15/07/30 14:36:19 INFO SparkEnv: Registering MapOutputTracker
15/07/30 14:36:19 INFO SparkEnv: Registering BlockManagerMaster
15/07/30 14:36:19 INFO DiskBlockManager: Created local directory at C:\Users\User2\AppData\Local\Temp\spark-9ee9ee13-7fcd-4e64-947a-83b9311b62f0\blockmgr-8c25eeeb-7a64-4162-961d-bb94b9dd7bf7
15/07/30 14:36:19 INFO MemoryStore: MemoryStore started with capacity 1927.8 MB
15/07/30 14:36:19 INFO HttpFileServer: HTTP File server directory is C:\Users\User2\AppData\Local\Temp\spark-9ee9ee13-7fcd-4e64-947a-83b9311b62f0\httpd-ce428dc2-5b70-45a3-b761-9d728616ff73
15/07/30 14:36:19 INFO HttpServer: Starting HTTP Server
15/07/30 14:36:19 INFO Utils: Successfully started service 'HTTP file server' on port 51435.
15/07/30 14:36:19 INFO SparkEnv: Registering OutputCommitCoordinator
15/07/30 14:36:20 INFO Utils: Successfully started service 'SparkUI' on port 4040.
15/07/30 14:36:20 INFO SparkUI: Started SparkUI at http://10.254.10.132:4040
15/07/30 14:36:20 INFO Executor: Starting executor ID driver on host localhost
15/07/30 14:36:20 INFO Utils: Successfully started service 'org.apache.spark.network.netty.NettyBlockTransferService' on port 51472.
15/07/30 14:36:20 INFO NettyBlockTransferService: Server created on 51472
15/07/30 14:36:20 INFO BlockManagerMaster: Trying to register BlockManager
15/07/30 14:36:20 INFO BlockManagerMasterEndpoint: Registering block manager localhost:51472 with 1927.8 MB RAM, BlockManagerId(driver, localhost, 51472)
15/07/30 14:36:20 INFO BlockManagerMaster: Registered BlockManager
15/07/30 14:36:22 INFO Cluster: New Cassandra host /127.0.0.1:9042 added
15/07/30 14:36:22 INFO CassandraConnector: Connected to Cassandra cluster: Test Cluster
15/07/30 14:36:22 INFO CassandraStrategies$CassandraTableScans: projectList: Vector(day_id#14L, minute_id#15, dlg_id#16, msisdn#17, service_type#18, service_count#19, channel#20, destination#21, milliseconds_id#22, row_ts#23, second_id#24, service_id#25, service_kind#26, service_result#27)
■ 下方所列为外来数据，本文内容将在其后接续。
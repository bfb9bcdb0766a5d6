//! Key-Value store abstraction with automatic serialization.

use std::fmt;
use std::sync::Arc;

use serde::{de::DeserializeOwned, Serialize};

use crate::CacheError;

/// Raw byte-oriented key-value backend.
///
/// Implementations must be safe to share between tasks. Writes are expected to
/// be cheap; callers treat them as fire-and-forget and only log failures.
pub trait KvStore: Send + Sync {
    /// Read the raw bytes stored under `key`.
    fn get(&self, key: &str) -> Result<Option<Vec<u8>>, CacheError>;

    /// Store `value` under `key`, replacing any previous value.
    fn set(&self, key: &str, value: &[u8]) -> Result<(), CacheError>;

    /// Remove `key`. Removing a missing key is not an error.
    fn delete(&self, key: &str) -> Result<(), CacheError>;

    /// List every key currently stored.
    fn keys(&self) -> Result<Vec<String>, CacheError>;

    /// Check if a key exists.
    fn exists(&self, key: &str) -> Result<bool, CacheError> {
        Ok(self.get(key)?.is_some())
    }
}

/// Type-safe cache over any [`KvStore`].
///
/// Values are stored as JSON so that persisted state stays readable and
/// survives additive schema changes.
#[derive(Clone)]
pub struct Cache {
    store: Arc<dyn KvStore>,
}

impl fmt::Debug for Cache {
    fn fmt(&self, f: &mut fmt::Formatter<'_>) -> fmt::Result {
        f.debug_struct("Cache").finish_non_exhaustive()
    }
}

impl Cache {
    /// Wrap a backend.
    pub fn new(store: Arc<dyn KvStore>) -> Self {
        Self { store }
    }

    /// Get a value from the cache.
    ///
    /// Returns `None` if the key doesn't exist.
    ///
    /// # Example
    ///
    /// ```rust,ignore
    /// let cart: Option<Vec<CartSnapshot>> = cache.get("food-delivery-storage:cart")?;
    /// ```
    pub fn get<T: DeserializeOwned>(&self, key: &str) -> Result<Option<T>, CacheError> {
        match self.store.get(key)? {
            Some(bytes) => Ok(Some(serde_json::from_slice(&bytes)?)),
            None => Ok(None),
        }
    }

    /// Set a value in the cache.
    pub fn set<T: Serialize>(&self, key: &str, value: &T) -> Result<(), CacheError> {
        let bytes = serde_json::to_vec(value)?;
        self.store.set(key, &bytes)
    }

    /// Delete a value from the cache.
    pub fn delete(&self, key: &str) -> Result<(), CacheError> {
        self.store.delete(key)
    }

    /// Check if a key exists in the cache.
    pub fn exists(&self, key: &str) -> Result<bool, CacheError> {
        self.store.exists(key)
    }

    /// Get all keys in the cache.
    pub fn keys(&self) -> Result<Vec<String>, CacheError> {
        self.store.keys()
    }
}

/// Helper to build cache keys with namespacing.
///
/// # Example
///
/// ```
/// let key = dash_cache::cache_key!("food-delivery-storage", "cart");
/// assert_eq!(key, "food-delivery-storage:cart");
/// ```
#[macro_export]
macro_rules! cache_key {
    ($prefix:expr, $($part:expr),+) => {{
        let mut key = String::from($prefix);
        $(
            key.push(':');
            key.push_str(&$part.to_string());
        )+
        key
    }};
}
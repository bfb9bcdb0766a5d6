//! Pricing module.
//!
//! Turns a cart snapshot and checkout preferences into a [`PriceBreakdown`].

mod breakdown;
mod config;

pub use breakdown::{compute_breakdown, PriceBreakdown, PricingEngine, ShippingFeeSource};
pub use config::{PlatformFee, PricingConfig};
//! `HttpGateway` against an in-process backend.

use axum::extract::Path;
use axum::http::{HeaderMap, StatusCode};
use axum::response::IntoResponse;
use axum::routing::{delete, get, post, put};
use axum::{Json, Router};
use dash_commerce::prelude::*;
use dash_data::{FetchClient, GatewayConfig, HttpGateway, TimeoutConfig};
use serde_json::{json, Value};
use std::sync::Arc;
use std::time::Duration;

const TOKEN: &str = "test-token";

fn ok(data: Value) -> Json<Value> {
    Json(json!({ "EC": "0", "EM": "Success", "DT": data }))
}

fn cart(quantity: u32) -> Value {
    json!([{
        "restaurantId": "r1",
        "restaurantName": "Pho 24",
        "items": [{
            "id": "li-1",
            "restaurantId": "r1",
            "foodId": "pho",
            "name": "Pho bo",
            "quantity": quantity,
            "unitPrice": 20000
        }]
    }])
}

async fn get_cart(headers: HeaderMap) -> Json<Value> {
    let authorized = headers
        .get("authorization")
        .and_then(|v| v.to_str().ok())
        == Some("Bearer test-token");
    if authorized {
        ok(cart(2))
    } else {
        Json(json!({ "EC": "401", "EM": "Not authenticated", "DT": null }))
    }
}

async fn add_cart(Json(body): Json<Value>) -> Json<Value> {
    if body["foodId"] == "ghost" {
        return Json(json!({ "EC": "1", "EM": "Food not found", "DT": null }));
    }
    let quantity = body["quantity"].as_u64().unwrap_or(0) as u32;
    ok(cart(quantity))
}

async fn delete_cart(Path(id): Path<String>) -> Json<Value> {
    assert_eq!(id, "li-9");
    Json(json!({ "EC": "0", "EM": "Deleted" }))
}

async fn quantity_cart(Json(body): Json<Value>) -> Json<Value> {
    assert_eq!(body["itemId"], "li-1");
    assert_eq!(body["option"], "decrease");
    ok(cart(1))
}

async fn clear_cart() -> Json<Value> {
    ok(json!([]))
}

async fn get_voucher() -> Json<Value> {
    ok(json!([
        {
            "_id": "v1",
            "code": "SALE15",
            "discountType": "PERCENT",
            "discountValue": 15,
            "minOrderValue": 45000,
            "maxDiscount": 10000
        },
        {
            "_id": "v2",
            "code": "SHIP50",
            "discountType": "SHIPPING",
            "discountValue": 50,
            "isAvailable": false
        }
    ]))
}

async fn shipping_fee(Path(restaurant): Path<String>, Json(body): Json<Value>) -> Json<Value> {
    assert_eq!(restaurant, "r1");
    assert_eq!(body["long"], 106.6822);
    assert_eq!(body["lat"], 10.7626);
    ok(json!({ "fee": 18000, "distance": 3.4 }))
}

async fn add_order(Json(body): Json<Value>) -> Json<Value> {
    assert_eq!(body["data"]["restaurantId"], "r1");
    ok(json!({ "_id": "o-42", "paymentUrl": null }))
}

async fn broken() -> impl IntoResponse {
    (StatusCode::BAD_GATEWAY, "upstream unavailable")
}

async fn slow() -> Json<Value> {
    tokio::time::sleep(Duration::from_millis(500)).await;
    ok(json!([]))
}

fn backend() -> Router {
    Router::new()
        .route("/api/get-cart", get(get_cart))
        .route("/api/add-cart", post(add_cart))
        .route("/api/delete-cart/{id}", delete(delete_cart))
        .route("/api/quantity-cart", put(quantity_cart))
        .route("/api/clear-cart", delete(clear_cart))
        .route("/api/get-voucher/", get(get_voucher))
        .route("/api/shipping-fee/{id}", post(shipping_fee))
        .route("/api/add-order", post(add_order))
}

async fn serve(app: Router) -> String {
    let listener = tokio::net::TcpListener::bind("127.0.0.1:0").await.unwrap();
    let addr = listener.local_addr().unwrap();
    tokio::spawn(async move {
        axum::serve(listener, app).await.unwrap();
    });
    format!("http://{}", addr)
}

async fn gateway() -> HttpGateway {
    let config = GatewayConfig {
        base_url: serve(backend()).await,
        ..GatewayConfig::default()
    };
    HttpGateway::from_config(&config)
        .unwrap()
        .with_bearer_token(TOKEN)
}

#[tokio::test]
async fn test_fetch_cart_sends_bearer_token() {
    let gw = gateway().await;
    let cart = gw.fetch_cart().await.unwrap();

    assert_eq!(cart.len(), 1);
    assert_eq!(cart[0].restaurant_name.as_deref(), Some("Pho 24"));
    assert_eq!(cart[0].subtotal(), Money::new(40_000));
}

#[tokio::test]
async fn test_missing_token_is_domain_error() {
    let base_url = serve(backend()).await;
    let gw = HttpGateway::new(FetchClient::new(base_url, TimeoutConfig::default()).unwrap());

    let err = gw.fetch_cart().await.unwrap_err();
    assert_eq!(err, GatewayError::domain("401", "Not authenticated"));
}

#[tokio::test]
async fn test_add_item_returns_full_cart() {
    let gw = gateway().await;
    let cart = gw
        .add_item(&NewLineItemRequest::new("r1", "pho", 3))
        .await
        .unwrap();
    assert_eq!(cart[0].items[0].quantity, 3);

    let err = gw
        .add_item(&NewLineItemRequest::new("r1", "ghost", 1))
        .await
        .unwrap_err();
    assert!(matches!(err, GatewayError::Domain { ref code, .. } if code == "1"));
}

#[tokio::test]
async fn test_remove_without_cart_payload_refetches() {
    let gw = gateway().await;
    let cart = gw.remove_item(&LineItemId::new("li-9")).await.unwrap();
    assert_eq!(cart[0].items[0].quantity, 2);
}

#[tokio::test]
async fn test_update_quantity_body() {
    let gw = gateway().await;
    let update = QuantityUpdate {
        line_item_id: LineItemId::new("li-1"),
        quantity: 1,
        direction: QuantityDirection::Decrease,
    };
    let cart = gw.update_quantity(&update).await.unwrap();
    assert_eq!(cart[0].items[0].quantity, 1);
}

#[tokio::test]
async fn test_clear_cart() {
    let gw = gateway().await;
    gw.clear_cart().await.unwrap();
}

#[tokio::test]
async fn test_list_vouchers_accepts_backend_aliases() {
    let gw = gateway().await;
    let vouchers = gw.list_vouchers().await.unwrap();

    assert_eq!(vouchers.len(), 2);
    assert_eq!(vouchers[0].id, VoucherId::new("v1"));
    assert_eq!(vouchers[0].discount_type, DiscountType::Percent);
    assert_eq!(vouchers[0].max_discount, Some(Money::new(10_000)));
    assert!(!vouchers[1].is_active);
}

#[tokio::test]
async fn test_shipping_quote() {
    let gw = gateway().await;
    let quote = gw
        .quote(&RestaurantId::new("r1"), GeoPoint::new(10.7626, 106.6822))
        .await
        .unwrap();
    assert_eq!(quote.fee, Money::new(18_000));
    assert_eq!(quote.distance_km, 3.4);
}

#[tokio::test]
async fn test_submit_order_wraps_draft() {
    let gw = gateway().await;
    let snapshot = CartSnapshot::new("r1").with_item(CartLineItem::new(
        "li-1",
        "r1",
        "pho",
        2,
        Money::new(20_000),
    ));
    let preferences = CheckoutPreferences {
        selected_address: Some(DeliveryAddress::new(
            "227 Nguyen Van Cu",
            GeoPoint::new(10.7626, 106.6822),
        )),
        ..CheckoutPreferences::default()
    };
    let breakdown = PricingEngine::default().compute(&snapshot, &preferences, None);
    let draft = OrderDraft::build(&snapshot, &preferences, &breakdown).unwrap();

    let receipt = gw.submit_order(&draft).await.unwrap();
    assert_eq!(receipt.order_id, OrderId::new("o-42"));
}

#[tokio::test]
async fn test_http_error_without_envelope_is_transport() {
    let base_url = serve(Router::new().route("/api/get-cart", get(broken))).await;
    let gw = HttpGateway::new(FetchClient::new(base_url, TimeoutConfig::default()).unwrap());

    let err = gw.fetch_cart().await.unwrap_err();
    assert!(err.is_transport());
}

#[tokio::test]
async fn test_undecodable_payload_is_invalid_response() {
    async fn bad_cart() -> Json<Value> {
        ok(json!([{ "restaurantId": "r1", "items": [{ "id": "li-1" }] }]))
    }
    let base_url = serve(Router::new().route("/api/get-cart", get(bad_cart))).await;
    let gw = HttpGateway::new(FetchClient::new(base_url, TimeoutConfig::default()).unwrap());

    let err = gw.fetch_cart().await.unwrap_err();
    assert!(matches!(err, GatewayError::InvalidResponse(_)));
}

#[tokio::test]
async fn test_timeout_is_transport() {
    let base_url = serve(Router::new().route("/api/get-cart", get(slow))).await;
    let timeouts = TimeoutConfig::new(Duration::from_millis(100), Duration::from_millis(100));
    let gw = HttpGateway::new(FetchClient::new(base_url, timeouts).unwrap());

    let err = gw.fetch_cart().await.unwrap_err();
    assert!(err.is_transport());
}

#[tokio::test]
async fn test_drives_checkout_context() {
    let ctx = CheckoutContext::new(
        Gateways::from_shared(Arc::new(gateway().await)),
        CheckoutConfig::default(),
        None,
    )
    .unwrap();

    ctx.cart().refresh().await.unwrap();
    assert_eq!(ctx.cart().total_item_count(None), 2);

    let partition = ctx.load_vouchers(&RestaurantId::new("r1")).await.unwrap();
    assert!(partition.available.is_empty());
    assert_eq!(partition.unavailable.len(), 2);
}
//! Money type for representing monetary values.
//!
//! Amounts are integers in the smallest unit of the checkout currency (whole
//! dong for VND). All arithmetic saturates instead of overflowing, and
//! percentage math runs in `i128` with round-half-away-from-zero.

use serde::{Deserialize, Serialize};
use std::fmt;
use std::iter::Sum;
use std::ops::{Add, Mul, Sub};

/// Supported currencies.
#[derive(Debug, Clone, Copy, PartialEq, Eq, Hash, Serialize, Deserialize, Default)]
pub enum Currency {
    #[default]
    VND,
    USD,
    EUR,
}

impl Currency {
    /// Get the currency code (e.g., "VND").
    pub fn code(&self) -> &'static str {
        match self {
            Currency::VND => "VND",
            Currency::USD => "USD",
            Currency::EUR => "EUR",
        }
    }

    /// Get the currency symbol.
    pub fn symbol(&self) -> &'static str {
        match self {
            Currency::VND => "\u{0111}",
            Currency::USD => "$",
            Currency::EUR => "\u{20ac}",
        }
    }

    /// Get the number of decimal places for this currency.
    pub fn decimal_places(&self) -> u32 {
        match self {
            Currency::VND => 0,
            _ => 2,
        }
    }

    fn thousands_separator(&self) -> char {
        match self {
            Currency::VND => '.',
            _ => ',',
        }
    }

    fn symbol_is_suffix(&self) -> bool {
        matches!(self, Currency::VND)
    }

    /// Parse a currency code string.
    pub fn from_code(code: &str) -> Option<Self> {
        match code.to_uppercase().as_str() {
            "VND" => Some(Currency::VND),
            "USD" => Some(Currency::USD),
            "EUR" => Some(Currency::EUR),
            _ => None,
        }
    }
}

impl fmt::Display for Currency {
    fn fmt(&self, f: &mut fmt::Formatter<'_>) -> fmt::Result {
        write!(f, "{}", self.code())
    }
}

/// An amount in minor units.
///
/// The currency is a checkout-wide setting (see `PricingConfig`), so it is not
/// carried per value. On the wire a `Money` is a bare integer.
#[derive(
    Debug, Clone, Copy, PartialEq, Eq, PartialOrd, Ord, Hash, Serialize, Deserialize, Default,
)]
#[serde(transparent)]
pub struct Money(i64);

impl Money {
    /// Zero.
    pub const ZERO: Money = Money(0);

    /// Create from minor units.
    pub const fn new(minor_units: i64) -> Self {
        Self(minor_units)
    }

    /// Amount in minor units.
    pub const fn minor_units(self) -> i64 {
        self.0
    }

    /// Check if this is zero.
    pub fn is_zero(self) -> bool {
        self.0 == 0
    }

    /// Check if this is positive.
    pub fn is_positive(self) -> bool {
        self.0 > 0
    }

    /// Check if this is negative.
    pub fn is_negative(self) -> bool {
        self.0 < 0
    }

    /// Clamp negative amounts to zero.
    pub fn non_negative(self) -> Money {
        Money(self.0.max(0))
    }

    /// Saturating addition.
    pub fn saturating_add(self, other: Money) -> Money {
        Money(self.0.saturating_add(other.0))
    }

    /// Saturating subtraction.
    pub fn saturating_sub(self, other: Money) -> Money {
        Money(self.0.saturating_sub(other.0))
    }

    /// Multiply by a quantity.
    pub fn times(self, quantity: u32) -> Money {
        Money(self.0.saturating_mul(i64::from(quantity)))
    }

    /// `percent`% of this amount, rounded half away from zero.
    ///
    /// ```
    /// use dash_commerce::Money;
    /// assert_eq!(Money::new(100_000).percentage(15), Money::new(15_000));
    /// assert_eq!(Money::new(15).percentage(50), Money::new(8));
    /// ```
    pub fn percentage(self, percent: i64) -> Money {
        Money(div_round(i128::from(self.0) * i128::from(percent), 100))
    }

    /// `bps` basis points (1/100 of a percent) of this amount, rounded half away from zero.
    pub fn basis_points(self, bps: u32) -> Money {
        Money(div_round(i128::from(self.0) * i128::from(bps), 10_000))
    }

    /// Format for display in the given currency.
    ///
    /// ```
    /// use dash_commerce::{Currency, Money};
    /// assert_eq!(Money::new(49_000).display(Currency::VND), "49.000\u{0111}");
    /// assert_eq!(Money::new(4_999).display(Currency::USD), "$49.99");
    /// ```
    pub fn display(self, currency: Currency) -> String {
        let places = currency.decimal_places();
        let divisor = 10_u64.pow(places);
        let abs = self.0.unsigned_abs();

        let mut amount = group_thousands(abs / divisor, currency.thousands_separator());
        if places > 0 {
            amount.push('.');
            amount.push_str(&format!(
                "{:0width$}",
                abs % divisor,
                width = places as usize
            ));
        }

        let sign = if self.0 < 0 { "-" } else { "" };
        if currency.symbol_is_suffix() {
            format!("{}{}{}", sign, amount, currency.symbol())
        } else {
            format!("{}{}{}", sign, currency.symbol(), amount)
        }
    }
}

fn div_round(numerator: i128, denominator: i128) -> i64 {
    let quotient = numerator / denominator;
    let remainder = numerator % denominator;
    let rounded = if 2 * remainder.abs() >= denominator.abs() {
        quotient + numerator.signum() * denominator.signum()
    } else {
        quotient
    };
    i64::try_from(rounded).unwrap_or(if rounded < 0 { i64::MIN } else { i64::MAX })
}

fn group_thousands(value: u64, separator: char) -> String {
    let digits = value.to_string();
    let mut out = String::with_capacity(digits.len() + digits.len() / 3);
    for (i, ch) in digits.chars().enumerate() {
        if i > 0 && (digits.len() - i) % 3 == 0 {
            out.push(separator);
        }
        out.push(ch);
    }
    out
}

impl Add for Money {
    type Output = Money;

    fn add(self, other: Money) -> Money {
        self.saturating_add(other)
    }
}

impl Sub for Money {
    type Output = Money;

    fn sub(self, other: Money) -> Money {
        self.saturating_sub(other)
    }
}

impl Mul<u32> for Money {
    type Output = Money;

    fn mul(self, quantity: u32) -> Money {
        self.times(quantity)
    }
}

impl Sum for Money {
    fn sum<I: Iterator<Item = Money>>(iter: I) -> Money {
        iter.fold(Money::ZERO, Money::saturating_add)
    }
}

impl From<i64> for Money {
    fn from(minor_units: i64) -> Self {
        Money(minor_units)
    }
}

impl fmt::Display for Money {
    fn fmt(&self, f: &mut fmt::Formatter<'_>) -> fmt::Result {
        write!(f, "{}", self.display(Currency::default()))
    }
}
//! Pricing configuration.

use crate::ids::DeliveryOptionId;
use crate::money::{Currency, Money};
use serde::{Deserialize, Serialize};

/// Platform fee charged on every order.
///
/// In TOML: `platform_fee = { flat = 3000 }` or `platform_fee = { rate_bps = 500 }`.
#[derive(Debug, Clone, Copy, PartialEq, Eq, Serialize, Deserialize)]
#[serde(rename_all = "snake_case")]
pub enum PlatformFee {
    /// Same fee for every order.
    Flat(Money),
    /// Share of the subtotal in basis points, rounded half away from zero.
    RateBps(u32),
}

impl Default for PlatformFee {
    fn default() -> Self {
        PlatformFee::Flat(Money::new(3_000))
    }
}

impl PlatformFee {
    /// Fee for an order with `subtotal`.
    pub fn amount(&self, subtotal: Money) -> Money {
        match *self {
            PlatformFee::Flat(fee) => fee.non_negative(),
            PlatformFee::RateBps(bps) => subtotal.non_negative().basis_points(bps),
        }
    }
}

/// Checkout-wide pricing settings.
#[derive(Debug, Clone, PartialEq, Eq, Serialize, Deserialize)]
#[serde(default)]
pub struct PricingConfig {
    pub currency: Currency,
    pub platform_fee: PlatformFee,
    /// Delivery option preselected for new checkouts.
    pub default_delivery_option: DeliveryOptionId,
}

impl Default for PricingConfig {
    fn default() -> Self {
        Self {
            currency: Currency::VND,
            platform_fee: PlatformFee::default(),
            default_delivery_option: DeliveryOptionId::new("standard"),
        }
    }
}

#[cfg(test)]
mod tests {
    use super::*;

    #[test]
    fn test_platform_fee_amounts() {
        assert_eq!(PlatformFee::default().amount(Money::new(49_000)), Money::new(3_000));
        assert_eq!(PlatformFee::RateBps(500).amount(Money::new(49_000)), Money::new(2_450));
        assert_eq!(PlatformFee::RateBps(500).amount(Money::new(-10)), Money::ZERO);
    }

    #[test]
    fn test_platform_fee_config_shapes() {
        let flat: PricingConfig = serde_json::from_str(r#"{"platform_fee": {"flat": 4000}}"#).unwrap();
        assert_eq!(flat.platform_fee, PlatformFee::Flat(Money::new(4_000)));
        assert_eq!(flat.currency, Currency::VND);

        let rate: PricingConfig = serde_json::from_str(r#"{"platform_fee": {"rate_bps": 500}}"#).unwrap();
        assert_eq!(rate.platform_fee, PlatformFee::RateBps(500));
        assert_eq!(rate.default_delivery_option, DeliveryOptionId::new("standard"));
    }
}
15/07/30 14:36:22 INFO CassandraStrategies$CassandraTableScans: predicates: List()
15/07/30 14:36:22 INFO CassandraStrategies$CassandraTableScans: pushdown predicates: ArrayBuffer()
15/07/30 14:36:22 INFO CassandraStrategies$CassandraTableScans: remaining predicates: ArrayBuffer()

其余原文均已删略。